Van Den Eeckhout on International Employment Law and European Fundamental Freedoms
Veerle Van Den Eeckhout (Leiden University and University of Antwerp) has posted on SSRN an English version of a paper on international employment law previously published in Dutch in “Tijdschrift Recht en Arbeid” (“TRA”, Kluwer, 2009, issue 4).
The paper discusses the relationship between International labour law and European fundamental freedoms, including an analysis from a PIL-perspective of the cases Viking, Laval, Rüffert and C./Luxembourg, and an analysis of the relationship between the Rome Convention, the Rome I Regulation and the Posting Directive.
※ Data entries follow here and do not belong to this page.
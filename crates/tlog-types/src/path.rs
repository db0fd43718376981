//! Tile-tiles path construction and parsing (spec §3, §6).
//!
//! Tiles and entry bundles live at paths like `tile/0/x001/x234/567` or
//! `tile/entries/x000/001`, with an optional `.p/W` suffix when the node is
//! not yet full. Index positions are split into 3-digit groups, each
//! zero-padded and prefixed with `x` except the final (least-significant)
//! group. At least one `x`-prefixed group always precedes the final group,
//! even for indices under 1000.

use crate::error::TlogError;

/// Renders a tile index (the position of a tile within its level) using the
/// tlog-tiles grouped-decimal encoding: `xNNN/.../xNNN/NNN`. Always at least
/// two groups (one forced leading `x000` for indices under 1000), matching
/// the worked examples in spec §8.
fn render_index(mut index: u64) -> String {
    let mut groups = vec![format!("{:03}", index % 1000)];
    index /= 1000;
    while index > 0 {
        groups.push(format!("x{:03}", index % 1000));
        index /= 1000;
    }
    if groups.len() < 2 {
        groups.push("x000".to_string());
    }
    groups.reverse();
    groups.join("/")
}

/// Builds the path for a Merkle tile at `(level, index)`, with `partial`
/// giving its width in `[0, 256)` (0 means full, and is not suffixed).
pub fn tile_path(level: u64, index: u64, partial: u16) -> String {
    let base = format!("tile/{level}/{}", render_index(index));
    if partial == 0 {
        base
    } else {
        format!("{base}.p/{partial}")
    }
}

/// Builds the path for an entry bundle at `bundle_index`, with `partial`
/// giving its entry count in `[0, 256)` (0 means full).
pub fn entry_bundle_path(bundle_index: u64, partial: u16) -> String {
    let base = format!("tile/entries/{}", render_index(bundle_index));
    if partial == 0 {
        base
    } else {
        format!("{base}.p/{partial}")
    }
}

/// A parsed tile-tiles path, distinguishing the three route shapes
/// (spec §6: `/tile/{level}/...`, `/tile/entries/...`, and `checkpoint`).
#[derive(Debug, Clone, PartialEq, Eq)]
pub enum ParsedPath {
    /// A Merkle tile at `(level, index)`, optionally partial.
    Tile {
        /// Tree level, 0 = leaves.
        level: u64,
        /// Tile index within the level.
        index: u64,
        /// Partial width, 0 if full.
        partial: u16,
    },
    /// An entry bundle at `bundle_index`, optionally partial.
    EntryBundle {
        /// Bundle index (the bundle's leaves start at `bundle_index * 256`).
        index: u64,
        /// Partial width, 0 if full.
        partial: u16,
    },
    /// The checkpoint path.
    Checkpoint,
}

fn parse_grouped_index(segments: &[&str]) -> Result<u64, TlogError> {
    if segments.is_empty() {
        return Err(TlogError::InvalidPath("empty index".into()));
    }
    let mut index: u64 = 0;
    for (i, seg) in segments.iter().enumerate() {
        let is_last = i == segments.len() - 1;
        let digits = if is_last {
            seg.strip_prefix('x').map_or(seg, |_| seg)
        } else {
            seg.strip_prefix('x').ok_or_else(|| {
                TlogError::InvalidPath(format!("expected 'x'-prefixed group, got {seg}"))
            })?
        };
        if is_last && seg.starts_with('x') {
            return Err(TlogError::InvalidPath(format!(
                "final index group must not be 'x'-prefixed: {seg}"
            )));
        }
        let value: u64 = digits
            .parse()
            .map_err(|_| TlogError::InvalidPath(format!("non-numeric index group: {seg}")))?;
        if digits.len() != 3 {
            return Err(TlogError::InvalidPath(format!(
                "index group must be zero-padded to 3 digits: {seg}"
            )));
        }
        index = index * 1000 + value;
    }
    Ok(index)
}

/// Splits a trailing `.p/W` partial-width suffix off `path_segments`,
/// returning the base index segments and the partial width (0 if full).
///
/// `tile_path`/`entry_bundle_path` render the suffix with a real `/` (e.g.
/// `.../000.p/3`), so once the router's wildcard capture is split on `/` the
/// suffix arrives as two trailing segments (`"000.p"`, `"3"`), not one.
fn split_partial<'a>(path_segments: &[&'a str]) -> (Vec<&'a str>, u16) {
    if let Some((&width, rest)) = path_segments.split_last() {
        if let Some((&base_group, head)) = rest.split_last() {
            if let Some(base) = base_group.strip_suffix(".p") {
                if let Ok(partial) = width.parse::<u16>() {
                    let mut segments: Vec<&str> = head.to_vec();
                    segments.push(base);
                    return (segments, partial);
                }
            }
        }
    }
    (path_segments.to_vec(), 0)
}

/// Parses an HTTP tile path (spec §6: `level`/`path...` already split out by
/// the router) back into level/index/partial.
pub fn parse_tile_path(level: u64, path_segments: &[&str]) -> Result<ParsedPath, TlogError> {
    if path_segments.is_empty() {
        return Err(TlogError::InvalidPath("empty tile path".into()));
    }
    let (segments, partial) = split_partial(path_segments);
    let index = parse_grouped_index(&segments)?;
    Ok(ParsedPath::Tile {
        level,
        index,
        partial,
    })
}

/// Parses an HTTP entry-bundle path (spec §6: `/tile/entries/{path...}`).
pub fn parse_entry_bundle_path(path_segments: &[&str]) -> Result<ParsedPath, TlogError> {
    if path_segments.is_empty() {
        return Err(TlogError::InvalidPath("empty entry bundle path".into()));
    }
    let (segments, partial) = split_partial(path_segments);
    let index = parse_grouped_index(&segments)?;
    Ok(ParsedPath::EntryBundle { index, partial })
}

/// Validates a `logID` per spec §6: no `/`, `\`, or `.`, and at most 255 bytes.
pub fn validate_log_id(log_id: &str) -> Result<(), TlogError> {
    if log_id.is_empty() || log_id.len() > 255 {
        return Err(TlogError::InvalidPath(format!(
            "logID must be 1..=255 bytes, got {}",
            log_id.len()
        )));
    }
    if log_id.contains(['/', '\\', '.']) {
        return Err(TlogError::InvalidPath(
            "logID must not contain '/', '\\', or '.'".into(),
        ));
    }
    Ok(())
}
The paper is entitled “International Employment Law Mangled between European Fundamental Freedoms”. An extended version (not yet translated into English) of this paper can be found on SSRN (also available here and here) – in this extended version, the relationship between the Rome convention, the Rome I regulation and the Posting Directive is analysed in a more profound way, including also aspects such as: the relationship between the Posting Directive on the one hand, the applicability of the law of the host State on the other hand, the consequences – seen from the perspective of the protection of the employee – of the non-applicability of the Posting Directive etc.
The author is grateful to Ms. Emanuela Rotella for the English translation of the paper.